Andrei Kurkov: “Rusia utiliza la cultura como instrumento de poder”


En una pastelería de un barrio de extrarradio, entre solares y bloques de viviendas soviéticas, escribe uno de los novelistas más reconocidos de Ucrania. Andrei Kurkov (San Petersburgo, Rusia, de 60 años) trabaja compulsivamente en estas primeras semanas de guerra. No tiene ni tiempo ni ganas para la ficción: escribe artículos de prensa y conferencias para denunciar los crímenes que está cometiendo Rusia en su patria. Trabaja en cafeterías porque el apartamento en el que reside como refugiado, lejos del frente, es minúsculo y a duras penas hay espacio para él, su mujer y dos de sus hijos.

La familia Kurkov huyó de su hogar en Kiev con unas pocas pertenencias. La calle está llena de charcos de agua de lluvia y el escritor se quita en el rellano sus botines sucios de barro. Por el piso de acogida anda con unas chancletas color amarillo chillón, probablemente de la mujer que les ha cedido la vivienda en este municipio en la provincia de los Transcárpatos, la zona de Ucrania más alejada del fuego enemigo. Las montañas parecen aislar la región en una suerte de realidad paralela: no se ven soldados por la calle, la prohibición generalizada en el país de vender alcohol no se aplica aquí y los centros comerciales están abiertos. Quizá lo más llamativo para el forastero es ver que las grúas de los edificios en construcción siguen operando, levantando bloques de viviendas que a 500 kilómetros de allí son pasto de las llamas.

“Es un piso verdaderamente soviético”, informa Kurkov sobre su refugio, en un tono seco y telegráfico. El papel color crema de las paredes marea al visitante; hay mobiliario de madera de pobre calidad, estanterías con enciclopedias rusas de hace medio siglo y dos fotografías en blanco y negro de unas vacaciones de verano. Un colchón inflable ocupa el salón, donde duermen dos hijos de Kurkov y de su esposa, Elizabeth Sharp. El pequeño (de 19 años), apunta el padre, quiere volver a Kiev a levantar barricadas junto a sus amigos. “No lo podemos impedir, si eso es lo que él quiere”.

“Desde 2014, los ejércitos estaban estáticos. Ya no. Y cuando el frente se mueve, lo destruye todo”
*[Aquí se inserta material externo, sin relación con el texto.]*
use std::path::PathBuf;
use thiserror::Error;

/// All errors produced while building a report.
#[derive(Error, Debug)]
pub enum ReportError {
    /// A file could not be opened or read from disk.
    #[error("Failed to read file {path}: {source}")]
    FileRead {
        path: PathBuf,
        #[source]
        source: std::io::Error,
    },

    /// The input directory does not exist.
    #[error("Data path not found: {0}")]
    DataPathNotFound(PathBuf),

    /// No input file in the directory matched the naming convention.
    #[error("No files matching {pattern} found in {dir}")]
    NoDataFiles { dir: PathBuf, pattern: String },

    /// An input file name does not follow `<prefix><YYYY><suffix>`.
    #[error("File \"{file}\" is not in a valid format: {reason}")]
    InvalidFileName { file: String, reason: String },

    /// No header element carrying a 4-digit year was found in the page.
    #[error("Did not extract a valid year from the HTML in \"{file}\"")]
    MissingYear { file: String },

    /// The year in the page header differs from the year in the file name.
    #[error("Year \"{found}\" != \"{expected}\" in \"{file}\"")]
    YearMismatch {
        file: String,
        expected: u16,
        found: String,
    },

    /// The ranking table is not present at the configured index.
    #[error("File \"{file}\" has no table at index {index}")]
    TableNotFound { file: String, index: usize },

    /// The ranking table's header columns are not in the expected order.
    #[error("File \"{file}\" does not have the expected column order: expected {expected:?}, found {found:?}")]
    UnexpectedColumns {
        file: String,
        expected: Vec<String>,
        found: Vec<String>,
    },

    /// A required FIX tag is absent from a matching message.
    #[error("Tag {tag} was not in the message at {file}:{line}")]
    MissingTag { file: String, line: usize, tag: u32 },

    /// A FIX tag carried a value that could not be interpreted.
    #[error("Tag {tag} has invalid value \"{value}\" at {file}:{line}")]
    InvalidTagValue {
        file: String,
        line: usize,
        tag: u32,
        value: String,
    },

    /// An order status name or code is not a FIX 4.2 `OrdStatus`.
    #[error("Invalid order status: {0}")]
    InvalidStatus(String),

    /// An extraction method name is not recognised.
    #[error("Invalid extraction method: {0}")]
    InvalidMethod(String),

    /// The requested output destination cannot be used.
    #[error("Invalid output: {0}")]
    InvalidOutput(String),

    /// The spreadsheet writer failed.
    #[error("Failed to write workbook: {0}")]
    Workbook(#[from] rust_xlsxwriter::XlsxError),

    /// The CSV writer failed.
    #[error("Failed to write CSV: {0}")]
    Csv(#[from] csv::Error),

    /// A JSON document could not be parsed or produced.
    #[error("Failed to parse JSON: {0}")]
    JsonParse(#[from] serde_json::Error),

    /// A configuration value is missing or invalid.
    #[error("Configuration error: {0}")]
    Config(String),

    /// Pass-through for any raw I/O error that does not carry a path.
    #[error(transparent)]
    Io(#[from] std::io::Error),

    /// Catch-all for errors from third-party crates via `anyhow`.
    #[error(transparent)]
    Other(#[from] anyhow::Error),
}

/// Convenience alias used throughout the report crates.
pub type Result<T> = std::result::Result<T, ReportError>;

#[cfg(test)]
mod tests {
    use super::*;

    #[test]
    fn test_error_display_file_read() {
        let io_err = std::io::Error::new(std::io::ErrorKind::NotFound, "no such file");
        let err = ReportError::FileRead {
            path: PathBuf::from("/some/baby1990.html"),
            source: io_err,
        };
        let msg = err.to_string();
        assert!(msg.contains("Failed to read file"));
        assert!(msg.contains("/some/baby1990.html"));
        assert!(msg.contains("no such file"));
    }

    #[test]
    fn test_error_display_data_path_not_found() {
        let err = ReportError::DataPathNotFound(PathBuf::from("/missing/dir"));
        assert_eq!(err.to_string(), "Data path not found: /missing/dir");
    }

    #[test]
    fn test_error_display_no_data_files() {
        let err = ReportError::NoDataFiles {
            dir: PathBuf::from("/empty/dir"),
            pattern: "baby*.html".to_string(),
        };
        assert_eq!(err.to_string(), "No files matching baby*.html found in /empty/dir");
    }

    #[test]
    fn test_error_display_invalid_file_name() {
        let err = ReportError::InvalidFileName {
            file: "baby19x0.html".to_string(),
            reason: "year must be 4 digits".to_string(),
        };
        assert_eq!(
            err.to_string(),
            "File \"baby19x0.html\" is not in a valid format: year must be 4 digits"
        );
    }

    #[test]
    fn test_error_display_year_mismatch() {
        let err = ReportError::YearMismatch {
            file: "baby1990.html".to_string(),
            expected: 1990,
            found: "1992".to_string(),
        };
        assert_eq!(err.to_string(), "Year \"1992\" != \"1990\" in \"baby1990.html\"");
    }

    #[test]
    fn test_error_display_missing_tag() {
        let err = ReportError::MissingTag {
            file: "FIX.4.2-CME-a.log".to_string(),
            line: 12,
            tag: 11,
        };
        assert_eq!(
            err.to_string(),
            "Tag 11 was not in the message at FIX.4.2-CME-a.log:12"
        );
    }

    #[test]
    fn test_error_display_unexpected_columns() {
        let err = ReportError::UnexpectedColumns {
            file: "baby2000.html".to_string(),
            expected: vec!["rank".to_string()],
            found: vec!["name".to_string()],
        };
        let msg = err.to_string();
        assert!(msg.contains("does not have the expected column order"));
        assert!(msg.contains("\"rank\""));
        assert!(msg.contains("\"name\""));
    }

    #[test]
    fn test_error_display_config() {
        let err = ReportError::Config("start_index must be positive".to_string());
        assert_eq!(
            err.to_string(),
            "Configuration error: start_index must be positive"
        );
    }

    #[test]
    fn test_error_from_io() {
        let io_err = std::io::Error::new(std::io::ErrorKind::PermissionDenied, "denied");
        let err: ReportError = io_err.into();
        assert!(err.to_string().contains("denied"));
    }

    #[test]
    fn test_error_from_serde_json() {
        let json_err = serde_json::from_str::<serde_json::Value>("{invalid}").unwrap_err();
        let err: ReportError = json_err.into();
        assert!(err.to_string().contains("Failed to parse JSON"));
    }
}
Kurkov conoce bien al invasor. Nació en Rusia, en Leningrado, actual San Petersburgo, pero siendo un niño se trasladó con su familia a Gostomel, al norte de Kiev. Su padre, militar, era piloto de pruebas en la fábrica de aviones que hay en el aeropuerto de esta ciudad, una infraestructura que ha sido escenario de cruentos enfrentamientos en los primeros compases de la guerra. En un dietario que está escribiendo, y que parcialmente han publicado algunos medios, evocaba su infancia viviendo frente al aeródromo de Gostomel: “Saltábamos las vallas de la pista con mis amigos y buscábamos piezas de aluminio en la hierba, pequeños componentes que habían sido desechados en la fabricación de las aeronaves. Para nosotros, niños, eran objetos que nos parecían valiosos”. El joven Kurkov aprendió varios idiomas, incluido el japonés, y el KGB quiso ficharle durante su servicio militar, pero lo rechazó porque, si trabajaba para los servicios secretos, le sería más difícil salir de la Unión Soviética. Cambió el destino y fue reclutado como guardia en una prisión de Odesa. Fue allí donde empezó a escribir relatos infantiles.

La última novela de Andrei Kurkov tiene como escenario la tierra de nadie en la región del Donbás. Jaime Villanueva Sánchez

Kurkov es un hombre con una misión, “ayudar a que Ucrania siga siendo independiente”. Su mirada y su gesticulación denotan la tensión de alguien que está en permanente alerta. Se mueve sin pausa, no hay concesión para minutos de distensión, banalidades o amabilidad. Admite que ha dejado de seguir obsesivamente la actualidad a través de los grupos de Telegram. Esta aplicación es una de las principales fuentes de información entre la población ucrania. La consulta incesante de noticias es agotadora para el cerebro, confirma Kurkov durante la entrevista. El encuentro se desarrolla en la mesa de la cocina del piso. Solo hay espacio para dos personas, sentadas frente a frente. Un jarrón con tulipanes de plástico es la única decoración. En la encimera hay platos sucios y un pepino a medio comer. Detrás, una ventana que da a más bloques de viviendas, colmenas de cemento del antiguo sueño proletario socialista.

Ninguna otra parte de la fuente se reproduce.